The Xiaomi representative that replied to Postretova told the researcher that she wasn’t eligible for the so-called bug bounty. The reason for this is simple: Xiaomi doesn’t give bug bounties because they don’t have any form of vulnerability rewards program (VRP). Most tech companies that are big enough to have that be a problem, typically create one of their own initiatives. It’s an effective way to ensure that unexpected holes in your system get plugged without there having to be a massive hack to facilitate it. Security researchers can rely on this, as an excellent way to make money out of hacking systems and still having it be legal.
This new era of The Internet of Things is something of concern and excitement. While it may be true that it’s led to just under 11 thousand pet feeders to be capable of being part of a botnet, it’s also allowed an immeasurable amount of seamless technologies to work flawlessly.

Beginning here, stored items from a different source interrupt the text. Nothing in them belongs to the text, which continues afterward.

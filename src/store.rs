//! Slot store: registry-like persistence for serialized grid data.
//!
//! The consuming renderer reads its flag grid from a per-user key-value
//! store laid out as `<root>/<company>/<product>/<slot>`, with each slot
//! value encoded as a 4-byte little-endian UTF-8 byte length followed by
//! the UTF-8 payload. The store root defaults to the renderer's per-user
//! preferences directory and can be overridden with `FLAGPIX_STORE_DIR`.

use std::fs;
use std::io;
use std::path::{Path, PathBuf};

use crate::error::PersistError;

/// Environment variable overriding the store root directory.
pub const STORE_DIR_ENV: &str = "FLAGPIX_STORE_DIR";

/// Default company segment under the store root.
pub const DEFAULT_COMPANY: &str = "DefaultCompany";
/// Default product segment under the store root.
pub const DEFAULT_PRODUCT: &str = "DrawPixels";
/// Slot name the renderer reads the flag grid from.
pub const FLAG_GRID_SLOT: &str = "flagGrid_h2263043443";

/// Encode a slot value: 4-byte little-endian UTF-8 byte length prefix
/// followed by the UTF-8 bytes.
pub fn encode_slot_value(data: &str) -> Vec<u8> {
    let bytes = data.as_bytes();
    let mut out = Vec::with_capacity(4 + bytes.len());
    out.extend_from_slice(&(bytes.len() as u32).to_le_bytes());
    out.extend_from_slice(bytes);
    out
}

/// Decode a slot value encoded by [`encode_slot_value`].
///
/// Returns `None` if the buffer is truncated or the payload is not UTF-8.
pub fn decode_slot_value(raw: &[u8]) -> Option<String> {
    if raw.len() < 4 {
        return None;
    }
    let len = u32::from_le_bytes([raw[0], raw[1], raw[2], raw[3]]) as usize;
    if raw.len() < 4 + len {
        return None;
    }
    String::from_utf8(raw[4..4 + len].to_vec()).ok()
}

/// A named slot location in the per-user key-value store.
#[derive(Debug, Clone)]
pub struct SlotStore {
    root: PathBuf,
    company: String,
    product: String,
}

impl SlotStore {
    /// Create a store rooted at `root` for the given company/product pair.
    pub fn new(root: PathBuf, company: &str, product: &str) -> Self {
        Self {
            root,
            company: company.to_string(),
            product: product.to_string(),
        }
    }

    /// Create a store from the environment: `FLAGPIX_STORE_DIR` if set,
    /// otherwise the renderer's per-user preferences directory
    /// (`~/.config/unity3d`).
    pub fn from_env(company: &str, product: &str) -> Self {
        let root = std::env::var_os(STORE_DIR_ENV)
            .map(PathBuf::from)
            .unwrap_or_else(default_store_root);
        Self::new(root, company, product)
    }

    /// The store root directory.
    pub fn root(&self) -> &Path {
        &self.root
    }

    /// Full path of a named slot.
    pub fn slot_path(&self, slot: &str) -> PathBuf {
        self.root.join(&self.company).join(&self.product).join(slot)
    }

    /// Write `data` to the named slot, creating parent directories.
    ///
    /// Returns the written path.
    ///
    /// # Errors
    ///
    /// [`PersistError::Write`] on any filesystem failure; recoverable.
    pub fn save_slot(&self, slot: &str, data: &str) -> Result<PathBuf, PersistError> {
        let path = self.slot_path(slot);
        let write = |path: &Path| -> io::Result<()> {
            if let Some(parent) = path.parent() {
                fs::create_dir_all(parent)?;
            }
            fs::write(path, encode_slot_value(data))
        };
        write(&path).map_err(|source| PersistError::Write {
            artifact: format!("slot store ({})", path.display()),
            source,
        })?;
        Ok(path)
    }

    /// List candidate `<company>/<product>` locations under the store root.
    ///
    /// Discovery mode for finding where the renderer actually keeps its
    /// preferences when the defaults do not match.
    pub fn discover(&self) -> io::Result<Vec<(String, String)>> {
        let mut found = Vec::new();
        for company_entry in fs::read_dir(&self.root)? {
            let company_entry = company_entry?;
            if !company_entry.file_type()?.is_dir() {
                continue;
            }
            let company = company_entry.file_name().to_string_lossy().into_owned();
            for product_entry in fs::read_dir(company_entry.path())? {
                let product_entry = product_entry?;
                if product_entry.file_type()?.is_dir() {
                    let product = product_entry.file_name().to_string_lossy().into_owned();
                    found.push((company.clone(), product));
                }
            }
        }
        found.sort();
        Ok(found)
    }
}

fn default_store_root() -> PathBuf {
    std::env::var_os("HOME")
        .map(PathBuf::from)
        .unwrap_or_else(|| PathBuf::from("."))
        .join(".config")
        .join("unity3d")
}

However, as the so-called “growing pains” of this new form of technology starts to happen, things can go wrong. The most obvious of these things would be the Mirai Botnet, where one hacker managed to take control of an extensive network of systems. Someone managed to create a crippling DDoS attack through TV cameras and routers.
It’s a strange concept, but it’s the one that our current world allows. Security firms have already started to take steps to secure this newfound frontier of vulnerable devices.